Antonietto, fratello di mio nonno, era stato commissario di bordo sulle navi del
Lloyd Triestino e ci aveva riempito la casa di cineserie. Franco, fratello di
mia nonna, comandava il transatlantico Vulcania sulle rotte d’Oriente, e mi
lasciò ad assistere a uno dei sui famosi approdi alla stazione marittima senza
l’ausilio di rimorchiatori. Ma per me bambino quello era un Oriente astratto,
fatto di draghi di ceramica, ninnoli e porcellane. L’Oriente vero, esotico,
letterario e carovaniero, era quello arrivato col profumo delle spezie. Era la
folgorazione olfattiva. La via della seta di oggi, il nastro trasportatore
delle merci con cui Pechino vorrebbe penetrare l’Occidente, mi è arrivata,
sessant’anni dopo, per strade sensoriali diverse. È accaduto con uno choc
acustico, pochi mesi fa, quando la nave da crociera Majestic Princess, gigante
da 150 mila tonnellate e 4500 passeggeri, appena costruita per il mercato
cinese dai cantieri di Monfalcone, su ordine della Carnival Corporation, è
apparsa nel golfo di Trieste annunciandosi con un potente carillon da guerre
stellari, programmato su un motivo totalmente alieno al mio orecchio e alla mia
cultura. Quella scala armonica che faceva vibrare il Carso fino alle fondamenta
non era la Cina sognata da Occidente, ma la Cina imperiale temuta, che ci
entrava in casa con suoni da film kolossal per declinare gli accenti della sua
potenza. Era finito un mondo. Non eravamo più noi a cercare l’Oriente, ma
l’Oriente a entrarci in casa. «Cinquant’anni fa la Cina era assai più presente
nel nostro immaginario di quanto non avvenga oggi nell’era dei container»,
osserva Claudio Boniciolli, ex direttore generale dell’Adriatica di navigazione
e poi presidente dei porti di Venezia e Trieste. «Gli uomini di mare, allora,
stavano via da casa anche un anno di seguito. Vivevano i porti molto più
intensamente. Mio padre era ufficiale di macchina sulle navi del Lloyd
Triestino, e per vedermi nascere dovette chiedere un permesso speciale. La
nascita degli altri figli se l’era sempre persa. Quando rientrò, dopo il mio
battesimo, sapevo già camminare...». Erano i tempi in cui la bandiera del Lloyd
Triestino era di casa nei porti sul Mar Giallo e veniva riconosciuta e
rispettata ovunque. Poi venne la crisi delle Partecipazioni statali e lo
smantellamento della compagnia con lo sbarco a Trieste dei cinesi di Formosa -
società “Evergreen” - che, attraverso i loro emissari in loco, comprarono la
società e ne cancellarono il nome. Oggi ci si chiede: dopo anni di
indiscriminata delocalizzazione industriale italiana verso la Cina, subiremo o
saremo in grado di condizionare la nuova via della seta, dettandone alcune
forme e contenuti in modo da tutelare i nostri interessi? L’Italia saprà
sfruttare la sua posizione nel Mediterraneo agli effetti del grande gioco? E
l’ex porto degli Imperi centrali, la città dell’Orient Express e dei vapori per
l’Oriente, sarà capace di ritrovare un suo ruolo? Zeno D’Agostino, presidente
del porto di Trieste e di Assoporti, è convinto che dalla 4JML3PBEgli scali
italiani possono afferrare al volo una grande occasione, a patto di affrontarla
con «complessità di pensiero», perché ai cinesi non interessano i porti in sé,
ma tutto ciò che li completa: le ferrovie, le strade, i punti franchi, le aree
logistiche. «Dobbiamo parlare di valori, non di un banale corridoio di trasporto.

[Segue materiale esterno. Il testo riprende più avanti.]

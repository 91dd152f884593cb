//! NDJSON writer.

use std::io::{BufWriter, Write};

use shelf_core::model::EnrichedProduct;

use crate::error::Result;
use crate::writers::RowRecord;

pub struct JsonlWriter<W: Write> {
    writer: BufWriter<W>,
}

impl<W: Write> JsonlWriter<W> {
    pub fn to_writer(writer: W) -> Self {
        Self {
            writer: BufWriter::new(writer),
        }
    }

    /// Write one JSON object per row. An empty result writes nothing.
    pub fn write_rows(mut self, rows: &[EnrichedProduct]) -> Result<()> {
        for row in rows {
            let line = serde_json::to_string(&RowRecord::from(row))?;
            writeln!(self.writer, "{}", line)?;
        }
        self.writer.flush()?;
        Ok(())
    }
}

#[cfg(test)]
mod tests {
    use super::*;
    use shelf_core::model::{Category, Sex, User};

    #[test]
    fn one_object_per_line() {
        let row = EnrichedProduct {
            id: shelf_core::id::ProductId::new(1),
            name: "Milk".into(),
            category_id: shelf_core::id::CategoryId::new(1),
            category: Category::new(1, "Dairy", "🥛", 1),
            user: User::new(1, "Alice", Sex::F),
        };
        let mut buf = Vec::new();
        JsonlWriter::to_writer(&mut buf)
            .write_rows(&[row.clone(), row])
            .unwrap();
        let text = String::from_utf8(buf).unwrap();
        let lines: Vec<&str> = text.lines().collect();
        assert_eq!(lines.len(), 2);
        let v: serde_json::Value = serde_json::from_str(lines[0]).unwrap();
        assert_eq!(v["product"], "Milk");
        assert_eq!(v["category"], "Dairy");
        assert_eq!(v["user"], "Alice");
        assert_eq!(v["sex"], "f");
    }
}
//! Catalog configuration that the CLI and query documents layer onto.

use std::str::FromStr;

use serde::{Deserialize, Serialize};

use crate::collate::{Collation, CollationKind};
use crate::error::{Error, Result};

pub const DEFAULT_NO_MATCH_MESSAGE: &str = "No products matching selected criteria";

#[derive(Debug, Clone, Copy, Default, PartialEq, Eq, Serialize, Deserialize)]
#[serde(rename_all = "lowercase")]
pub enum OutputFormat {
    #[default]
    Table,
    Jsonl,
    Csv,
}

impl FromStr for OutputFormat {
    type Err = Error;

    fn from_str(s: &str) -> Result<Self> {
        match s.trim().to_ascii_lowercase().as_str() {
            "table" => Ok(OutputFormat::Table),
            "jsonl" | "ndjson" => Ok(OutputFormat::Jsonl),
            "csv" => Ok(OutputFormat::Csv),
            other => Err(Error::Config(format!("unknown output format '{}'", other))),
        }
    }
}

#[derive(Debug, Clone, Serialize, Deserialize)]
#[serde(default)]
pub struct ShelfConfig {
    /// Directory holding `users.json`, `categories.json`, `products.json`.
    /// `None` means the dataset bundled with the binary.
    pub data_dir: Option<String>,

    /// BCP-47 locale for the text sort keys.
    pub locale: String,

    pub collation: CollationKind,

    /// Shown in place of the table body when nothing matches.
    pub no_match_message: String,

    pub output: OutputFormat,
}

impl Default for ShelfConfig {
    fn default() -> Self {
        Self {
            data_dir: None,
            locale: "en".to_string(),
            collation: CollationKind::Locale,
            no_match_message: DEFAULT_NO_MATCH_MESSAGE.to_string(),
            output: OutputFormat::Table,
        }
    }
}

impl ShelfConfig {
    /// Defaults overridden by `SHELF_*` environment variables.
    ///
    /// Unparseable values are reported rather than silently ignored.
    pub fn from_env() -> Result<Self> {
        Self::from_lookup(|key| std::env::var(key).ok())
    }

    /// Same as [`ShelfConfig::from_env`] with an injectable variable source.
    pub fn from_lookup<F>(lookup: F) -> Result<Self>
    where
        F: Fn(&str) -> Option<String>,
    {
        let mut cfg = Self::default();

        if let Some(s) = lookup("SHELF_DATA_DIR") {
            if !s.trim().is_empty() {
                cfg.data_dir = Some(s);
            }
        }

        if let Some(s) = lookup("SHELF_LOCALE") {
            cfg.locale = s;
        }

        if let Some(s) = lookup("SHELF_COLLATION") {
            cfg.collation = s.parse()?;
        }

        if let Some(s) = lookup("SHELF_OUTPUT") {
            cfg.output = s.parse()?;
        }

        Ok(cfg)
    }

    pub fn collation(&self) -> Result<Box<dyn Collation>> {
        self.collation.build(&self.locale)
    }
}
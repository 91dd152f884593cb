//! Column sort stage.
//!
//! Uses a stable sort, so rows with equal keys keep their filtered order in
//! both directions.

use std::cmp::Ordering;

use shelf_core::collate::Collation;
use shelf_core::model::EnrichedProduct;
use shelf_core::query::{SortField, SortOrder};

use crate::traits::Stage;

/// Compare two rows on one column. `SortField::None` compares equal.
pub fn compare_by(
    field: SortField,
    a: &EnrichedProduct,
    b: &EnrichedProduct,
    collation: &dyn Collation,
) -> Ordering {
    match field {
        SortField::Id => a.id.cmp(&b.id),
        SortField::Product => collation.compare(&a.name, &b.name),
        SortField::Category => collation.compare(&a.category.title, &b.category.title),
        SortField::User => collation.compare(&a.user.name, &b.user.name),
        SortField::None => Ordering::Equal,
    }
}

pub struct SortStage<'c> {
    pub field: SortField,
    pub order: SortOrder,
    pub collation: &'c dyn Collation,
}

impl Stage for SortStage<'_> {
    fn name(&self) -> &'static str {
        "sort"
    }

    fn describe(&self) -> String {
        let dir = match self.order {
            SortOrder::Ascending => "asc",
            SortOrder::Descending => "desc",
            SortOrder::None => "none",
        };
        format!("sort by {} {}", self.field, dir)
    }

    fn eval(&self, mut rows: Vec<EnrichedProduct>) -> Vec<EnrichedProduct> {
        let descending = match (self.field, self.order) {
            (SortField::None, _) | (_, SortOrder::None) => return rows,
            (_, SortOrder::Ascending) => false,
            (_, SortOrder::Descending) => true,
        };
        rows.sort_by(|a, b| {
            let ord = compare_by(self.field, a, b, self.collation);
            if descending {
                ord.reverse()
            } else {
                ord
            }
        });
        rows
    }
}
//! EXPLAIN: the stages `prepare_products` would run for a spec.

use shelf_core::collate::BinaryCollation;
use shelf_core::query::QuerySpec;
use shelf_operators::plan_stages;

/// One line per active stage, in execution order.
pub fn explain(spec: &QuerySpec) -> Vec<String> {
    // Stage descriptions do not depend on the collation.
    plan_stages(spec, &BinaryCollation)
        .iter()
        .enumerate()
        .map(|(i, stage)| format!("{}. {:<8} {}", i + 1, stage.name(), stage.describe()))
        .collect()
}
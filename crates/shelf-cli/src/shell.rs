//! Line-oriented shell for `shelf session`.
//!
//! Each input line maps to one session event (or a shell command such as
//! `show` or `quit`); the caller renders after every event.

use shelf_core::error::{Error, Result};
use shelf_core::query::SortField;
use shelf_exec::{Event, PanelView};
use shelf_operators::Catalog;

pub const HELP: &str = "\
commands:
  owner <name|all>     select an owner tab
  search <text>        set the search text
  clear                clear the search text
  category <title>     toggle a category
  categories all       clear the category selection
  reset                reset all filters
  sort <column>        click a column header (id, product, category, user)
  show                 render the current view
  help                 this text
  quit                 leave the session";

#[derive(Debug, Clone, PartialEq, Eq)]
pub enum Command {
    Event(Event),
    Show,
    Help,
    Quit,
}

/// Parse one input line. Blank lines yield `None`.
pub fn parse_line(line: &str, catalog: &Catalog) -> Result<Option<Command>> {
    let line = line.trim_end_matches(['\r', '\n']);
    let trimmed = line.trim_start();
    if trimmed.is_empty() {
        return Ok(None);
    }

    let (verb, rest) = match trimmed.split_once(' ') {
        Some((verb, rest)) => (verb, rest),
        None => (trimmed, ""),
    };

    let cmd = match verb.to_ascii_lowercase().as_str() {
        "owner" => Command::Event(Event::SelectOwner(catalog.owner_filter(rest)?)),
        // The search text is kept verbatim; trimming is the pipeline's job.
        "search" => Command::Event(Event::SetQuery(rest.to_string())),
        "clear" => Command::Event(Event::ClearQuery),
        "category" => {
            let category = catalog.category_by_title(rest)?;
            Command::Event(Event::ToggleCategory(category.id))
        }
        "categories" if rest.trim().eq_ignore_ascii_case("all") => {
            Command::Event(Event::AllCategories)
        }
        "reset" => Command::Event(Event::ResetAll),
        "sort" => {
            let column: SortField = rest.parse()?;
            if column == SortField::None {
                return Err(Error::UnknownName {
                    kind: "column",
                    name: rest.to_string(),
                });
            }
            Command::Event(Event::SortClick(column))
        }
        "show" => Command::Show,
        "help" | "?" => Command::Help,
        "quit" | "exit" => Command::Quit,
        _ => {
            return Err(Error::UnknownName {
                kind: "command",
                name: trimmed.to_string(),
            })
        }
    };
    Ok(Some(cmd))
}

fn tab(label: &str, selected: bool) -> String {
    if selected {
        format!("[{}]", label)
    } else {
        label.to_string()
    }
}

/// Text rendering of the filter panel.
pub fn render_panel(panel: &PanelView) -> String {
    let owners: Vec<String> = panel
        .owner_tabs
        .iter()
        .map(|(name, selected)| tab(name, *selected))
        .collect();

    let search = if panel.show_clear {
        format!("{:?} (clear)", panel.query)
    } else {
        "-".to_string()
    };

    let mut categories = vec![tab("All", !panel.all_categories_outlined)];
    categories.extend(
        panel
            .categories
            .iter()
            .map(|(c, active)| tab(&format!("{} {}", c.icon, c.title), *active)),
    );

    let mut out = format!(
        "Owner:      {}\nSearch:     {}\nCategories: {}",
        owners.join(" "),
        search,
        categories.join(" ")
    );
    if panel.filters_active {
        out.push_str("\n(type `reset` to clear all filters)");
    }
    out
}
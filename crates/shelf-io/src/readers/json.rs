//! JSON dataset reader: one array file per record set.

use std::fs;
use std::path::Path;

use serde::de::DeserializeOwned;

use shelf_core::config::ShelfConfig;
use shelf_core::model::Dataset;

use crate::error::{Error, Result};

pub const USERS_FILE: &str = "users.json";
pub const CATEGORIES_FILE: &str = "categories.json";
pub const PRODUCTS_FILE: &str = "products.json";

const BUNDLED_USERS: &str = include_str!("../../data/users.json");
const BUNDLED_CATEGORIES: &str = include_str!("../../data/categories.json");
const BUNDLED_PRODUCTS: &str = include_str!("../../data/products.json");

fn parse_records<T: DeserializeOwned>(src: &str, origin: &str) -> Result<Vec<T>> {
    serde_json::from_str(src).map_err(|source| Error::Json {
        path: origin.to_string(),
        source,
    })
}

fn read_records<T: DeserializeOwned>(path: &Path) -> Result<Vec<T>> {
    let display = path.display().to_string();
    let src = fs::read_to_string(path).map_err(|source| Error::Io {
        path: display.clone(),
        source,
    })?;
    parse_records(&src, &display)
}

/// The dataset compiled into the binary.
pub fn bundled_dataset() -> Result<Dataset> {
    Ok(Dataset {
        users: parse_records(BUNDLED_USERS, "<bundled>/users.json")?,
        categories: parse_records(BUNDLED_CATEGORIES, "<bundled>/categories.json")?,
        products: parse_records(BUNDLED_PRODUCTS, "<bundled>/products.json")?,
    })
}

/// Load `users.json`, `categories.json`, and `products.json` from `dir`.
pub fn load_dataset(dir: impl AsRef<Path>) -> Result<Dataset> {
    let dir = dir.as_ref();
    let dataset = Dataset {
        users: read_records(&dir.join(USERS_FILE))?,
        categories: read_records(&dir.join(CATEGORIES_FILE))?,
        products: read_records(&dir.join(PRODUCTS_FILE))?,
    };
    tracing::debug!(
        dir = %dir.display(),
        users = dataset.users.len(),
        categories = dataset.categories.len(),
        products = dataset.products.len(),
        "loaded dataset"
    );
    Ok(dataset)
}

/// Load from `cfg.data_dir`, falling back to the bundled dataset.
pub fn load_dataset_from(cfg: &ShelfConfig) -> Result<Dataset> {
    match cfg.data_dir.as_deref() {
        Some(dir) => load_dataset(dir),
        None => bundled_dataset(),
    }
}

#[cfg(test)]
mod tests {
    use super::*;
    use tempfile::TempDir;

    fn write(dir: &TempDir, name: &str, body: &str) {
        fs::write(dir.path().join(name), body).unwrap();
    }

    #[test]
    fn bundled_dataset_parses() {
        let ds = bundled_dataset().unwrap();
        assert_eq!(ds.users.len(), 4);
        assert_eq!(ds.categories.len(), 5);
        assert_eq!(ds.products.len(), 10);
    }

    #[test]
    fn loads_from_directory() {
        let dir = TempDir::new().unwrap();
        write(&dir, USERS_FILE, r#"[{"id":1,"name":"Alice","sex":"f"}]"#);
        write(&dir, CATEGORIES_FILE, r#"[{"id":1,"title":"Dairy","icon":"🥛","ownerId":1}]"#);
        write(&dir, PRODUCTS_FILE, r#"[{"id":1,"name":"Milk","categoryId":1}]"#);

        let cfg = ShelfConfig {
            data_dir: Some(dir.path().display().to_string()),
            ..Default::default()
        };
        let ds = load_dataset_from(&cfg).unwrap();
        assert_eq!(ds.products[0].name, "Milk");
        assert_eq!(ds.categories[0].title, "Dairy");
    }

    #[test]
    fn missing_file_names_the_path() {
        let dir = TempDir::new().unwrap();
        let err = load_dataset(dir.path()).unwrap_err();
        assert!(matches!(err, Error::Io { ref path, .. } if path.ends_with(USERS_FILE)));
    }

    #[test]
    fn malformed_json_is_reported() {
        let dir = TempDir::new().unwrap();
        write(&dir, USERS_FILE, "[{\"id\":");
        assert!(matches!(load_dataset(dir.path()), Err(Error::Json { .. })));
    }
}
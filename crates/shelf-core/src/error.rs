use thiserror::Error;

/// Canonical result for core.
pub type Result<T> = std::result::Result<T, Error>;

#[derive(Debug, Error)]
pub enum Error {
    /// A foreign key did not resolve. Fatal at startup: the catalog cannot render.
    #[error("Referential integrity: {entity} {id} references missing {target} {reference}")]
    ReferentialIntegrity {
        entity: &'static str,
        id: u64,
        target: &'static str,
        reference: u64,
    },

    #[error("Duplicate {entity} id {id}")]
    DuplicateId { entity: &'static str, id: u64 },

    /// Shell input named an owner, category, or column that does not exist.
    #[error("Unknown {kind}: '{name}'")]
    UnknownName { kind: &'static str, name: String },

    #[error("Invalid configuration: {0}")]
    Config(String),
}
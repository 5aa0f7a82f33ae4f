use serde_json::Value;

use beacon_core::signal::verify_signal;
use beacon_services::{DiscoveryEvent, ServiceDescriptor};

use crate::*;

async fn get(url: &str) -> Result<Value> {
    Ok(reqwest::get(url).await?.error_for_status()?.json().await?)
}

#[tokio::test]
async fn status_reports_lifecycle_and_sets() -> Result<()> {
    let node = Node::start("MyNode", "0.0.0.0:7859", Framing::Legacy, true);
    node.wait_for(LifecycleState::Advertising).await?;
    let (base, _shutdown) = start_api(node.controller.clone()).await?;

    let status = get(&format!("{base}/status")).await?;
    assert_eq!(status["state"], "advertising");
    assert_eq!(status["advertised"].as_array().map(Vec::len), Some(2));
    assert_eq!(status["peers"].as_array().map(Vec::len), Some(0));
    assert_eq!(status["disabled"].as_array().map(Vec::len), Some(0));

    let first = &status["advertised"][0];
    assert_eq!(first["name"], "server -=MyNode=-");
    assert_eq!(first["service_type"], APP_TYPE);
    assert_eq!(first["addresses"][0], "192.168.7.10");
    assert_eq!(first["port"], 7859);

    node.stop().await
}

#[tokio::test]
async fn status_post_is_a_no_op() -> Result<()> {
    let node = Node::start("MyNode", "0.0.0.0:7859", Framing::Legacy, true);
    node.wait_for(LifecycleState::Advertising).await?;
    let (base, _shutdown) = start_api(node.controller.clone()).await?;

    let resp = reqwest::Client::new()
        .post(format!("{base}/status"))
        .body("{\"state\":\"stopped\"}")
        .send()
        .await?;
    assert_eq!(resp.status().as_u16(), 204);
    assert!(resp.bytes().await?.is_empty());

    let status = get(&format!("{base}/status")).await?;
    assert_eq!(status["state"], "advertising");

    node.stop().await
}

#[tokio::test]
async fn loopback_node_shows_disabled_service() -> Result<()> {
    let node = Node::start("Local", "127.0.0.1:7859", Framing::Legacy, true);
    node.wait_for(LifecycleState::Advertising).await?;
    let (base, _shutdown) = start_api(node.controller.clone()).await?;

    let status = get(&format!("{base}/status")).await?;
    assert_eq!(status["advertised"].as_array().map(Vec::len), Some(0));
    assert_eq!(status["disabled"].as_array().map(Vec::len), Some(1));
    assert_eq!(status["disabled"][0]["addresses"][0], "127.0.0.1");
    assert!(node.backend.created_responders().is_empty());

    node.stop().await
}

#[tokio::test]
async fn peers_endpoint_tracks_registry() -> Result<()> {
    let node = Node::start("MyNode", "0.0.0.0:7859", Framing::Legacy, true);
    node.wait_for(LifecycleState::Advertising).await?;
    let (base, _shutdown) = start_api(node.controller.clone()).await?;

    node.backend.emit(DiscoveryEvent::Resolved(ServiceDescriptor {
        name: "server -=Other=-".to_string(),
        service_type: NODE_TYPE.to_string(),
        host: "other.local.".to_string(),
        addresses: vec!["192.168.7.44".parse().unwrap()],
        port: 7859,
        metadata: bytes::Bytes::from_static(b"\x01\x02"),
    }));

    node.backend.emit(DiscoveryEvent::Resolved(ServiceDescriptor {
        name: "printer".to_string(),
        service_type: NODE_TYPE.to_string(),
        host: "printer.local.".to_string(),
        addresses: vec!["192.168.7.45".parse().unwrap()],
        port: 631,
        metadata: bytes::Bytes::from_static(b"version=1"),
    }));

    let peers = get(&format!("{base}/peers")).await?;
    assert_eq!(peers["peers"][0]["name"], "printer");
    assert_eq!(peers["peers"][0]["parameters"], "version=1");
    assert_eq!(peers["peers"][1]["name"], "server -=Other=-");
    assert_eq!(peers["peers"][1]["metadata"], "0102");
    assert_eq!(peers["peers"][1]["parameters"], "0102");

    node.backend.emit(DiscoveryEvent::Removed {
        service_type: NODE_TYPE.to_string(),
        name: "printer".to_string(),
    });

    node.backend.emit(DiscoveryEvent::Removed {
        service_type: NODE_TYPE.to_string(),
        name: "server -=Other=-".to_string(),
    });
    let peers = get(&format!("{base}/peers")).await?;
    assert_eq!(peers["peers"].as_array().map(Vec::len), Some(0));

    node.stop().await
}

#[tokio::test]
async fn announcement_endpoint_serves_verifiable_payload() -> Result<()> {
    let node = Node::start("MyNode", "0.0.0.0:7859", Framing::Legacy, false);
    let (base, _shutdown) = start_api(node.controller.clone()).await?;

    // Not built until the host is ready.
    let resp = reqwest::get(format!("{base}/announcement")).await?;
    assert_eq!(resp.status().as_u16(), 503);

    node.host.set_ready(true);
    node.wait_for(LifecycleState::Advertising).await?;

    let ann = get(&format!("{base}/announcement")).await?;
    assert_eq!(ann["framing"], "legacy");
    let name = ann["instance_name"].as_str().context("instance_name")?;
    let payload = ann["payload"].as_str().context("payload")?;
    let bytes = hex::decode(payload)?;
    assert_eq!(ann["length"], bytes.len());
    verify_signal(name, &bytes, Framing::Legacy)?;

    node.stop().await
}

#[tokio::test]
async fn shutdown_endpoint_broadcasts() -> Result<()> {
    let node = Node::start("MyNode", "0.0.0.0:7859", Framing::Legacy, true);
    let (base, shutdown) = start_api(node.controller.clone()).await?;
    let mut rx = shutdown.subscribe();

    let resp: Value = reqwest::Client::new()
        .post(format!("{base}/daemon/shutdown"))
        .send()
        .await?
        .json()
        .await?;
    assert_eq!(resp["message"], "shutting down");

    tokio::time::timeout(Duration::from_secs(5), rx.recv()).await??;
    node.stop().await
}
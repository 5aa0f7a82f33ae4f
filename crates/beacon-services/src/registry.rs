//! Peer registry and advertised/disabled service lists.
//!
//! The registry is a concurrent map from instance name to descriptor,
//! written by discovery callback threads and read by the status view.
//! Readers always get a copy, never a live view.

use std::sync::{Arc, Mutex, MutexGuard, PoisonError};

use dashmap::DashMap;

use crate::descriptor::ServiceDescriptor;

// ── Peer registry ─────────────────────────────────────────────────────────────

/// Services discovered from other nodes, keyed by instance name.
///
/// A resolve for a known name replaces the stored descriptor, so the
/// registry holds at most one entry per identity.
#[derive(Clone, Default)]
pub struct PeerRegistry {
    peers: Arc<DashMap<String, ServiceDescriptor>>,
}

impl PeerRegistry {
    pub fn new() -> Self {
        Self {
            peers: Arc::new(DashMap::new()),
        }
    }

    /// Insert or replace. Returns true if the name was not present.
    pub fn upsert(&self, descriptor: ServiceDescriptor) -> bool {
        self.peers
            .insert(descriptor.name.clone(), descriptor)
            .is_none()
    }

    /// Remove the entry for `name`, if any.
    pub fn remove(&self, name: &str) -> Option<ServiceDescriptor> {
        self.peers.remove(name).map(|(_, d)| d)
    }

    pub fn contains(&self, name: &str) -> bool {
        self.peers.contains_key(name)
    }

    pub fn get(&self, name: &str) -> Option<ServiceDescriptor> {
        self.peers.get(name).map(|e| e.value().clone())
    }

    pub fn len(&self) -> usize {
        self.peers.len()
    }

    pub fn is_empty(&self) -> bool {
        self.peers.is_empty()
    }

    /// Copy of every entry, ordered by name.
    pub fn snapshot(&self) -> Vec<ServiceDescriptor> {
        let mut peers: Vec<ServiceDescriptor> =
            self.peers.iter().map(|e| e.value().clone()).collect();
        peers.sort_by(|a, b| a.name.cmp(&b.name));
        peers
    }
}

// ── Ordered service lists ─────────────────────────────────────────────────────

/// An ordered, mutex-guarded list of descriptors.
///
/// Used for the services this node advertises (one entry per address) and
/// for the services it deliberately keeps off the network.
#[derive(Clone, Default)]
pub struct ServiceList {
    entries: Arc<Mutex<Vec<ServiceDescriptor>>>,
}

/// Descriptors currently advertised, one per responder address.
pub type AdvertisedServices = ServiceList;

/// Descriptors known but not advertised.
pub type DisabledServices = ServiceList;

impl ServiceList {
    pub fn new() -> Self {
        Self::default()
    }

    fn lock(&self) -> MutexGuard<'_, Vec<ServiceDescriptor>> {
        // Every critical section is a plain Vec operation; a poisoned lock
        // still holds a consistent list.
        self.entries.lock().unwrap_or_else(PoisonError::into_inner)
    }

    pub fn push(&self, descriptor: ServiceDescriptor) {
        self.lock().push(descriptor);
    }

    /// Empty the list, returning what it held.
    pub fn clear(&self) -> Vec<ServiceDescriptor> {
        std::mem::take(&mut *self.lock())
    }

    pub fn len(&self) -> usize {
        self.lock().len()
    }

    pub fn is_empty(&self) -> bool {
        self.lock().is_empty()
    }

    pub fn snapshot(&self) -> Vec<ServiceDescriptor> {
        self.lock().clone()
    }
}
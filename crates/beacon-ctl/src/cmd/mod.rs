//! CLI command modules.

pub mod announce;
pub mod http;
pub mod status;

È lì la differenza». In questo momento di stagnazione dell’economia italiana,
siamo di fronte a una scommessa cruciale, che può svegliare le buone energie
del Paese. «I nostri porti possono diventare il luogo di sintesi di due
culture, quella della piccola e media impresa italiana e quella della grande
economia di scala cinese. Ci sono industrie del Sol levante che vogliono per
così dire italianizzarsi, assorbire il nostro modo di operare. È su questo che
dobbiamo lavorare. Sto trattando con una multinazionale del settore alimentare che
vede per esempio nella triestina Illy un modello vincente sul piano della
qualità, e analogamente all’industria del caffè, punta a importare qui le sue
merci per a trasformarle e raffinarle nello spazio del porto franco, in vista
di una successiva esportazione». Chissà: forse torna il profumo dell’anice
stellato del Sichuan nel porto che fu di Maria Teresa. Per decenni il porto è
stato il luogo delle rendite e di miserabili masi chiusi. Uno spazio tenuto al
riparo dal mar grande della concorrenza mondiale. Oggi siamo di fronte a
un’apertura e a una rivoluzione. Una sfida culturale prima che economica. Per
rispondere al tuono del carillon da guerre stellari dobbiamo risvegliare un
immaginario addormentato, percepire la nostra centralità mediterranea con respiro
strategico, vivendola non solo come luogo di sbarco di disperati ma anche come
vantaggio rispetto alle rotte di mare e di terra verso Oriente. Ho
un’affascinante carta dell’antica via della seta che mi fu regalata a Varsavia,
nel 2012, dal grande reporter Ryzsard Kapuscinski. Le linee di traffico vi sono
raffigurate da file di cammelli, i deserti da chiazze ocra e le grandi montagne
da tonalità marrone scuro chiazzate dal bianco dei ghiacciai. Forse tutto si
gioca, ancora, sulla nostra capacità di sognare.